The Cons: Given our track record of replacing sugar with something just as bad, we run the risk that somehow Miraculin will be toxic.  My bet is that we develop bifurcated tongues.

2. Finally, your children will eat their vegetables.

The Pros: If your children don't like a given vegetable au natural, dose them with some Miraculin, and try again!

The Cons: Your children will grow vulnerable to sour and bitter tastes.  When they are Miraculin deprived, they may taste a grapefruit and die.

3. There is no 3.

The Pros: I never really liked 3.

The Cons: I can't continue this list because of the rift in the base 10 positional system.

In all seriousness, this could actually make people's lives better.  But, it may be expensive or impractical to manufacture and distribute, much in the way food can be today.  Oh, also, it is really worth noting that Bob Harvey and  Don Emery once tried to start a sweetener company, called Miralin, to focus on providing a sweetener for diabetics.  Of course, investors wanted to destroy Sugar.  Obviously, this threatened the Sugarati.  And like anything, if you rage against the cotton candy machine, the cotton candy machine with chew you up and spin you out.  (Ω)

A good recap of the story can be found here, but here is the money shot:




Finally, at the end of that summer, Harvey and Emery arrived back at the office after dinner to find they were being burgled. The burglars escaped and were never found, but the main FDA file was left lying open on the floor.

A few weeks later the FDA, which had previously been very supportive, wrote to Miralin, effectively banning its product. No co-incidence, according to Don Emery.

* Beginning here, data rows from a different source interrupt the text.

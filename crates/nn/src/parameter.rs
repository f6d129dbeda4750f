//! 学習可能パラメータ
//!
//! `Parameter` は値を1つ包み、設定・置き換えのたびに
//! 勾配追跡とデバッグ名を値に反映します。

use std::fmt;

/// 勾配追跡に対応した値の機能
///
/// 自動微分側の値型が実装します。Parameterが呼ぶのはこの2つのメソッドのみです。
pub trait Trainable {
    /// 勾配追跡の有効・無効を設定
    fn requires_grad_(&mut self, requires_grad: bool);

    /// デバッグ名を設定
    fn set_name(&mut self, name: &str);
}

/// [`Parameter`] に格納できる値
///
/// 勾配追跡を持たない値はデフォルトの `as_trainable_mut`（`None`）のままにします。
/// [`Trainable`] を実装する型はこれをオーバーライドします。
///
/// # Example
///
/// ```
/// use lute_nn::{Parameter, ParameterValue, Trainable};
///
/// #[derive(Debug)]
/// struct Scalar {
///     data: f64,
///     requires_grad: bool,
///     name: Option<String>,
/// }
///
/// impl Trainable for Scalar {
///     fn requires_grad_(&mut self, requires_grad: bool) {
///         self.requires_grad = requires_grad;
///     }
///
///     fn set_name(&mut self, name: &str) {
///         self.name = Some(name.to_string());
///     }
/// }
///
/// impl ParameterValue for Scalar {
///     fn as_trainable_mut(&mut self) -> Option<&mut dyn Trainable> {
///         Some(self)
///     }
/// }
///
/// let p = Parameter::with_name(Scalar { data: 1.0, requires_grad: false, name: None }, "w");
/// assert!(p.value().requires_grad);
/// assert_eq!(p.value().name.as_deref(), Some("w"));
/// ```
pub trait ParameterValue {
    /// 勾配追跡用のビュー（対応していなければ `None`）
    fn as_trainable_mut(&mut self) -> Option<&mut dyn Trainable> {
        None
    }
}

impl ParameterValue for f32 {}
impl ParameterValue for f64 {}

/// 学習可能なパラメータを表すラッパー
///
/// [`Module`](crate::Module) が所有する名前付きの値です。
///
/// # Type Parameters
///
/// * `V` - 値の型（デフォルト: f64）
#[derive(Clone, PartialEq)]
pub struct Parameter<V: ParameterValue = f64> {
    value: V,
    name: Option<String>,
}

impl<V: ParameterValue> Parameter<V> {
    /// 名前なしのParameterを作成
    ///
    /// 値は自動的に勾配追跡が有効になります。
    pub fn new(value: V) -> Self {
        Self::from_parts(value, None)
    }

    /// 名前付きのParameterを作成（名前は値にも設定されます）
    pub fn with_name(value: V, name: impl Into<String>) -> Self {
        Self::from_parts(value, Some(name.into()))
    }

    fn from_parts(value: V, name: Option<String>) -> Self {
        let mut param = Self { value, name };
        param.track();
        param
    }

    /// 値を置き換え
    ///
    /// 新しい値は自動的に勾配追跡が有効になり、名前も設定されます。
    pub fn update(&mut self, value: V) {
        self.value = value;
        self.track();
    }

    fn track(&mut self) {
        if let Some(trainable) = self.value.as_trainable_mut() {
            trainable.requires_grad_(true);
            if let Some(name) = self.name.as_deref().filter(|n| !n.is_empty()) {
                trainable.set_name(name);
            }
        }
    }

    /// デバッグ名
    pub fn name(&self) -> Option<&str> {
        self.name.as_deref()
    }

    pub fn value(&self) -> &V {
        &self.value
    }

    /// 値への可変参照を取得
    ///
    /// [`update`](Self::update) と異なり、勾配追跡は再設定しません。
    pub fn value_mut(&mut self) -> &mut V {
        &mut self.value
    }

    pub fn into_value(self) -> V {
        self.value
    }
}

impl<V: ParameterValue + fmt::Debug> fmt::Debug for Parameter<V> {
    fn fmt(&self, f: &mut fmt::Formatter<'_>) -> fmt::Result {
        fmt::Debug::fmt(&self.value, f)
    }
}

impl<V: ParameterValue + fmt::Display> fmt::Display for Parameter<V> {
    fn fmt(&self, f: &mut fmt::Formatter<'_>) -> fmt::Result {
        fmt::Display::fmt(&self.value, f)
    }
}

(Ω) Can I just take a moment to say how happy I am that I started a graf with "In all seriousness" and ended it in Rage Against The Cotton Candy Machine?  Thank you!


Comments

  1. To bad there is not enough Miracle Fruit in the world to ever support a big demand. They take 4 years to give fruits and you can find them only in Phillipines, Ghana, Cameroon and Florida...

    But the THought was nice :-)

    Regards,

    Dennis

    ReplyDelete
  2. As I said, it is easy to dismiss the idea. I don't think taste is the primary factor for why people starve. The logistics behind cultivation and distribution are would be a huge challenge, even if it worked.